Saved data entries
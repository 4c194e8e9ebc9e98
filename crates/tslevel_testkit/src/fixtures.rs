//! Test fixtures and storage group helpers.
//!
//! Provides a locked storage group in a temporary directory and builders
//! for the data and modification files placed in it.

use std::ops::Range;
use std::path::{Path, PathBuf};
use std::sync::Arc;
use tempfile::TempDir;
use tslevel_core::{
    Collaborators, CompactionConfig, CompactionManager, FileModificationStore, FileResource,
    ModificationStore, PartitionId, StorageGroupDir, TimeRange, TsFileName,
};
use tslevel_storage::{DataPoint, Modification, TsFileWriter};

/// Series every builder writes to unless told otherwise.
pub const DEFAULT_SERIES: &str = "root.sg.d1.s1";

/// A storage group in a temporary directory, removed on drop.
pub struct TestStorageGroup {
    /// The locked directory.
    pub dir: StorageGroupDir,
    /// The temporary directory (kept alive to prevent cleanup).
    _temp_dir: TempDir,
}

impl TestStorageGroup {
    /// Creates an empty storage group named `name`.
    pub fn new(name: &str) -> Self {
        let temp_dir = TempDir::new().expect("Failed to create temp directory");
        let dir = StorageGroupDir::open(&temp_dir.path().join(name), name, true)
            .expect("Failed to open storage group");
        Self {
            dir,
            _temp_dir: temp_dir,
        }
    }

    /// Storage group directory.
    pub fn root(&self) -> &Path {
        self.dir.root()
    }

    /// Path of the compaction log.
    pub fn log_path(&self) -> PathBuf {
        self.dir.compaction_log_path()
    }

    /// Path a data file named `name` gets in `partition`.
    pub fn path_of(&self, is_sequence: bool, partition: i64, name: TsFileName) -> PathBuf {
        self.dir.file_path(is_sequence, PartitionId::new(partition), &name)
    }

    /// Writes a data file with the given points and returns a sealed handle.
    pub fn write_file(
        &self,
        is_sequence: bool,
        partition: i64,
        name: TsFileName,
        points: &[(&str, i64, f64)],
    ) -> Arc<FileResource> {
        let path = self.path_of(is_sequence, partition, name);
        write_points(&path, points);
        Arc::new(
            FileResource::open_sealed(&path, PartitionId::new(partition))
                .expect("Failed to open written file"),
        )
    }

    /// Writes a data file with one point of [`DEFAULT_SERIES`] per timestamp.
    pub fn write_series(
        &self,
        is_sequence: bool,
        partition: i64,
        name: TsFileName,
        times: Range<i64>,
    ) -> Arc<FileResource> {
        let points: Vec<(&str, i64, f64)> =
            times.map(|t| (DEFAULT_SERIES, t, t as f64)).collect();
        self.write_file(is_sequence, partition, name, &points)
    }

    /// Records a deletion against a data file.
    pub fn delete(&self, data_path: &Path, modification: &Modification) {
        FileModificationStore
            .append(data_path, modification)
            .expect("Failed to append modification");
    }

    /// Reads the deletions recorded against a data file.
    pub fn modifications(&self, data_path: &Path) -> Vec<Modification> {
        FileModificationStore
            .read(data_path)
            .expect("Failed to read modifications")
    }

    /// Opens a compaction manager over this storage group.
    pub fn open_manager(
        &self,
        config: CompactionConfig,
        collaborators: Collaborators,
    ) -> CompactionManager {
        CompactionManager::open(&self.dir, config, collaborators)
            .expect("Failed to open compaction manager")
    }

    /// File names in a partition directory, sorted.
    pub fn list_dir(&self, is_sequence: bool, partition: i64) -> Vec<String> {
        let dir = self.dir.partition_dir(is_sequence, PartitionId::new(partition));
        let Ok(entries) = std::fs::read_dir(dir) else {
            return Vec::new();
        };
        let mut names: Vec<String> = entries
            .map(|e| {
                e.expect("Failed to read directory entry")
                    .file_name()
                    .to_string_lossy()
                    .into_owned()
            })
            .collect();
        names.sort();
        names
    }
}

/// Writes a tsfile at `path`, sorting the points first.
pub fn write_points(path: &Path, points: &[(&str, i64, f64)]) {
    let mut sorted = points.to_vec();
    sorted.sort_by(|a, b| a.0.cmp(b.0).then(a.1.cmp(&b.1)));
    sorted.dedup_by(|a, b| a.0 == b.0 && a.1 == b.1);

    let mut writer = TsFileWriter::new(path);
    for (series, time, value) in sorted {
        writer
            .write(DataPoint::new(series, time, value))
            .expect("Failed to write point");
    }
    writer.finish().expect("Failed to finish data file");
}

/// A handle for a file that is still being written: it has a name and a
/// time range but nothing on disk, and forks skip it.
pub fn open_resource(path: impl Into<PathBuf>, partition: i64, start: i64, end: i64) -> Arc<FileResource> {
    Arc::new(
        FileResource::new(
            path,
            PartitionId::new(partition),
            TimeRange::new(start, end),
            0,
        )
        .expect("Failed to create file resource"),
    )
}

/// A closed handle that does not need a file on disk.
pub fn sealed_resource(
    path: impl Into<PathBuf>,
    partition: i64,
    start: i64,
    end: i64,
    size: u64,
) -> Arc<FileResource> {
    let resource = FileResource::new(
        path,
        PartitionId::new(partition),
        TimeRange::new(start, end),
        size,
    )
    .expect("Failed to create file resource");
    resource.close();
    Arc::new(resource)
}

EXERCISE ▸ Could you return every line from the entries above in which the string "temporary" occurs?

SOLUTION ▸
//! Provides a locked storage group in a temporary directory and builders
/// A storage group in a temporary directory, removed on drop.
    /// The temporary directory (kept alive to prevent cleanup).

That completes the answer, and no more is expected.